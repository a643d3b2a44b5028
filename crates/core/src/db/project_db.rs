use std::path::Path;

use rusqlite::{params, Connection, OptionalExtension};
use thiserror::Error;

use crate::model::{BindingEntry, BindingSet, Visibility};
use crate::scene::{StableId, TemplateAssetId};

/// Minimum schema version we know how to handle.
///
/// `0` means "no schema yet" (fresh DB).
const MIN_SUPPORTED_SCHEMA_VERSION: i32 = 0;

/// Latest schema version this crate knows about.
pub const CURRENT_SCHEMA_VERSION: i32 = 1;

/// Error type for project database operations.
#[derive(Debug, Error)]
pub enum DbError {
    /// Underlying SQLite error.
    #[error("SQLite error: {0}")]
    Sql(#[from] rusqlite::Error),

    /// The database was created with a newer schema version than we support.
    #[error(
        "Unsupported schema version {found}; supported range is {min_supported}..={max_supported}"
    )]
    UnsupportedSchemaVersion { found: i32, min_supported: i32, max_supported: i32 },
}

/// Convenience result type for DB operations.
pub type DbResult<T> = Result<T, DbError>;

/// Record describing a template asset registered with the project.
#[derive(Debug, Clone, PartialEq, Eq, serde::Serialize, serde::Deserialize)]
pub struct TemplateRecord {
    /// The asset's own identity, from its YAML description.
    pub asset_id: String,
    /// Path of the registered YAML file, relative to the project root.
    pub path: String,
    /// SHA-256 fingerprint of the file content at registration time.
    pub fingerprint: String,
    pub registered_at: String,
}

/// SQLite-backed project database.
///
/// This is a thin wrapper around `rusqlite::Connection` that is responsible
/// for:
/// - Opening/creating the DB file.
/// - Applying schema migrations.
/// - Loading and saving binding sets whole (the set is the unit of
///   consistency; every save replaces the set's entries in one transaction).
#[derive(Debug)]
pub struct ProjectDb {
    conn: Connection,
}

impl ProjectDb {
    /// Open (or create) a project database at the given path and ensure the
    /// schema exists.
    pub fn open(path: &Path) -> DbResult<Self> {
        let conn = Connection::open(path)?;
        conn.execute_batch("PRAGMA foreign_keys = ON;")?;
        apply_migrations(&conn)?;
        Ok(Self { conn })
    }

    /// Expose a reference to the underlying connection for advanced callers.
    /// For most code, prefer the higher-level helpers.
    pub fn connection(&self) -> &Connection {
        &self.conn
    }

    /// Register a template asset record, replacing a previous registration of
    /// the same asset id. Returns the row id.
    pub fn upsert_template(&self, record: &TemplateRecord) -> DbResult<i64> {
        self.conn.execute(
            r#"
            INSERT INTO template_assets (asset_id, path, fingerprint, registered_at)
            VALUES (?1, ?2, ?3, ?4)
            ON CONFLICT(asset_id) DO UPDATE SET
                path = excluded.path,
                fingerprint = excluded.fingerprint,
                registered_at = excluded.registered_at
            "#,
            params![record.asset_id, record.path, record.fingerprint, record.registered_at],
        )?;
        Ok(self.conn.last_insert_rowid())
    }

    /// List all registered template assets (ordered by id).
    pub fn list_templates(&self) -> DbResult<Vec<TemplateRecord>> {
        let mut stmt = self.conn.prepare(
            r#"
            SELECT asset_id, path, fingerprint, registered_at
            FROM template_assets
            ORDER BY id
            "#,
        )?;
        let rows = stmt.query_map([], |row| {
            Ok(TemplateRecord {
                asset_id: row.get(0)?,
                path: row.get(1)?,
                fingerprint: row.get(2)?,
                registered_at: row.get(3)?,
            })
        })?;

        let mut out = Vec::new();
        for row in rows {
            out.push(row?);
        }
        Ok(out)
    }

    /// Look up one registered template by asset id.
    pub fn template(&self, asset_id: &TemplateAssetId) -> DbResult<Option<TemplateRecord>> {
        self.conn
            .query_row(
                r#"
                SELECT asset_id, path, fingerprint, registered_at
                FROM template_assets
                WHERE asset_id = ?1
                "#,
                params![asset_id.as_str()],
                |row| {
                    Ok(TemplateRecord {
                        asset_id: row.get(0)?,
                        path: row.get(1)?,
                        fingerprint: row.get(2)?,
                        registered_at: row.get(3)?,
                    })
                },
            )
            .optional()
            .map_err(DbError::from)
    }

    /// Save a binding set whole: the set row is upserted and its entries are
    /// replaced, all inside one transaction.
    pub fn save_binding_set(&self, set: &BindingSet) -> DbResult<()> {
        let tx = self.conn.unchecked_transaction()?;

        tx.execute(
            r#"
            INSERT INTO binding_sets
                (template_asset_id, root_stable_id, root_path, root_name, created_at, modified_at)
            VALUES (?1, ?2, ?3, ?4, ?5, ?6)
            ON CONFLICT(template_asset_id) DO UPDATE SET
                root_stable_id = excluded.root_stable_id,
                root_path = excluded.root_path,
                root_name = excluded.root_name,
                modified_at = excluded.modified_at
            "#,
            params![
                set.template_asset_id.as_str(),
                set.root_stable_id.0 as i64,
                set.root_path_in_scene,
                set.root_display_name,
                set.created_at,
                set.modified_at
            ],
        )?;

        let set_id: i64 = tx.query_row(
            "SELECT id FROM binding_sets WHERE template_asset_id = ?1",
            params![set.template_asset_id.as_str()],
            |row| row.get(0),
        )?;

        tx.execute("DELETE FROM binding_entries WHERE set_id = ?1", params![set_id])?;

        {
            let mut stmt = tx.prepare(
                r#"
                INSERT INTO binding_entries
                    (set_id, position, target_stable_id, target_path_absolute,
                     target_path_relative, target_display_name, capability_short,
                     capability_qualified, field_name, previous_field_name,
                     visibility, enabled)
                VALUES (?1, ?2, ?3, ?4, ?5, ?6, ?7, ?8, ?9, ?10, ?11, ?12)
                "#,
            )?;
            for (position, entry) in set.entries.iter().enumerate() {
                stmt.execute(params![
                    set_id,
                    position as i64,
                    entry.target_stable_id.0 as i64,
                    entry.target_path_absolute,
                    entry.target_path_relative,
                    entry.target_display_name,
                    entry.capability_short_name,
                    entry.capability_qualified_name,
                    entry.field_name,
                    entry.previous_field_name,
                    entry.visibility.to_i32(),
                    i32::from(entry.enabled)
                ])?;
            }
        }

        tx.commit()?;
        Ok(())
    }

    /// Load the binding set for a template asset, entries in stored order.
    pub fn load_binding_set(&self, asset_id: &TemplateAssetId) -> DbResult<Option<BindingSet>> {
        let header = self
            .conn
            .query_row(
                r#"
                SELECT id, root_stable_id, root_path, root_name, created_at, modified_at
                FROM binding_sets
                WHERE template_asset_id = ?1
                "#,
                params![asset_id.as_str()],
                |row| {
                    Ok((
                        row.get::<_, i64>(0)?,
                        row.get::<_, i64>(1)?,
                        row.get::<_, String>(2)?,
                        row.get::<_, String>(3)?,
                        row.get::<_, String>(4)?,
                        row.get::<_, String>(5)?,
                    ))
                },
            )
            .optional()?;

        let Some((set_id, root_stable_id, root_path, root_name, created_at, modified_at)) = header
        else {
            return Ok(None);
        };

        let mut set = BindingSet {
            template_asset_id: asset_id.clone(),
            root_stable_id: StableId(root_stable_id as u64),
            root_path_in_scene: root_path,
            root_display_name: root_name,
            created_at,
            modified_at,
            entries: Vec::new(),
        };
        set.entries = self.load_entries(set_id)?;
        Ok(Some(set))
    }

    /// Load all binding sets known to the project.
    pub fn list_binding_sets(&self) -> DbResult<Vec<BindingSet>> {
        let ids: Vec<String> = {
            let mut stmt = self
                .conn
                .prepare("SELECT template_asset_id FROM binding_sets ORDER BY id")?;
            let rows = stmt.query_map([], |row| row.get(0))?;
            let mut out = Vec::new();
            for row in rows {
                out.push(row?);
            }
            out
        };

        let mut sets = Vec::with_capacity(ids.len());
        for id in ids {
            if let Some(set) = self.load_binding_set(&TemplateAssetId(id))? {
                sets.push(set);
            }
        }
        Ok(sets)
    }

    /// Delete a binding set and its entries. Returns whether a set existed.
    ///
    /// This is the explicit external deletion the model never performs on
    /// its own.
    pub fn delete_binding_set(&self, asset_id: &TemplateAssetId) -> DbResult<bool> {
        let affected = self.conn.execute(
            "DELETE FROM binding_sets WHERE template_asset_id = ?1",
            params![asset_id.as_str()],
        )?;
        Ok(affected > 0)
    }

    fn load_entries(&self, set_id: i64) -> DbResult<Vec<BindingEntry>> {
        let mut stmt = self.conn.prepare(
            r#"
            SELECT target_stable_id, target_path_absolute, target_path_relative,
                   target_display_name, capability_short, capability_qualified,
                   field_name, previous_field_name, visibility, enabled
            FROM binding_entries
            WHERE set_id = ?1
            ORDER BY position
            "#,
        )?;
        let rows = stmt.query_map(params![set_id], |row| {
            Ok(BindingEntry {
                target_stable_id: StableId(row.get::<_, i64>(0)? as u64),
                target_path_absolute: row.get(1)?,
                target_path_relative: row.get(2)?,
                target_display_name: row.get(3)?,
                capability_short_name: row.get(4)?,
                capability_qualified_name: row.get(5)?,
                field_name: row.get(6)?,
                previous_field_name: row.get(7)?,
                visibility: Visibility::from_i32(row.get(8)?),
                enabled: row.get::<_, i32>(9)? != 0,
            })
        })?;

        let mut out = Vec::new();
        for row in rows {
            out.push(row?);
        }
        Ok(out)
    }
}

/// Apply schema migrations to bring the database to the latest version.
///
/// We use `PRAGMA user_version` as the schema version indicator.
///
/// Version map:
/// - 0: no schema
/// - 1: initial schema (template_assets, binding_sets, binding_entries)
fn apply_migrations(conn: &Connection) -> DbResult<()> {
    let current_version = current_schema_version(conn)?;

    // Reject DBs created with a newer schema than we support.
    if current_version > CURRENT_SCHEMA_VERSION {
        return Err(DbError::UnsupportedSchemaVersion {
            found: current_version,
            min_supported: MIN_SUPPORTED_SCHEMA_VERSION,
            max_supported: CURRENT_SCHEMA_VERSION,
        });
    }

    if current_version == 0 {
        conn.execute_batch(
            r#"
            BEGIN;
            CREATE TABLE IF NOT EXISTS template_assets (
                id            INTEGER PRIMARY KEY AUTOINCREMENT,
                asset_id      TEXT NOT NULL UNIQUE,
                path          TEXT NOT NULL,
                fingerprint   TEXT NOT NULL,
                registered_at TEXT NOT NULL
            );

            CREATE TABLE IF NOT EXISTS binding_sets (
                id                INTEGER PRIMARY KEY AUTOINCREMENT,
                template_asset_id TEXT NOT NULL UNIQUE,
                root_stable_id    INTEGER NOT NULL,
                root_path         TEXT NOT NULL,
                root_name         TEXT NOT NULL,
                created_at        TEXT NOT NULL,
                modified_at       TEXT NOT NULL
            );

            CREATE TABLE IF NOT EXISTS binding_entries (
                id                   INTEGER PRIMARY KEY AUTOINCREMENT,
                set_id               INTEGER NOT NULL
                                     REFERENCES binding_sets(id) ON DELETE CASCADE,
                position             INTEGER NOT NULL,
                target_stable_id     INTEGER NOT NULL,
                target_path_absolute TEXT NOT NULL,
                target_path_relative TEXT NOT NULL,
                target_display_name  TEXT NOT NULL,
                capability_short     TEXT NOT NULL,
                capability_qualified TEXT NOT NULL,
                field_name           TEXT NOT NULL,
                previous_field_name  TEXT NOT NULL,
                visibility           INTEGER NOT NULL,
                enabled              INTEGER NOT NULL
            );

            PRAGMA user_version = 1;
            COMMIT;
            "#,
        )?;
    }

    Ok(())
}

/// Read the SQLite schema version from `PRAGMA user_version`.
fn current_schema_version(conn: &Connection) -> DbResult<i32> {
    let version: i32 = conn.query_row("PRAGMA user_version;", [], |row| row.get(0))?;
    Ok(version)
}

=====

» **Requirement**
For each line above that contains "INTEGER", make a copy.

» **Solution to this task**
                id            INTEGER PRIMARY KEY AUTOINCREMENT,
                id                INTEGER PRIMARY KEY AUTOINCREMENT,
                root_stable_id    INTEGER NOT NULL,
                id                   INTEGER PRIMARY KEY AUTOINCREMENT,
                set_id               INTEGER NOT NULL
                position             INTEGER NOT NULL,
                target_stable_id     INTEGER NOT NULL,
                visibility           INTEGER NOT NULL,
                enabled              INTEGER NOT NULL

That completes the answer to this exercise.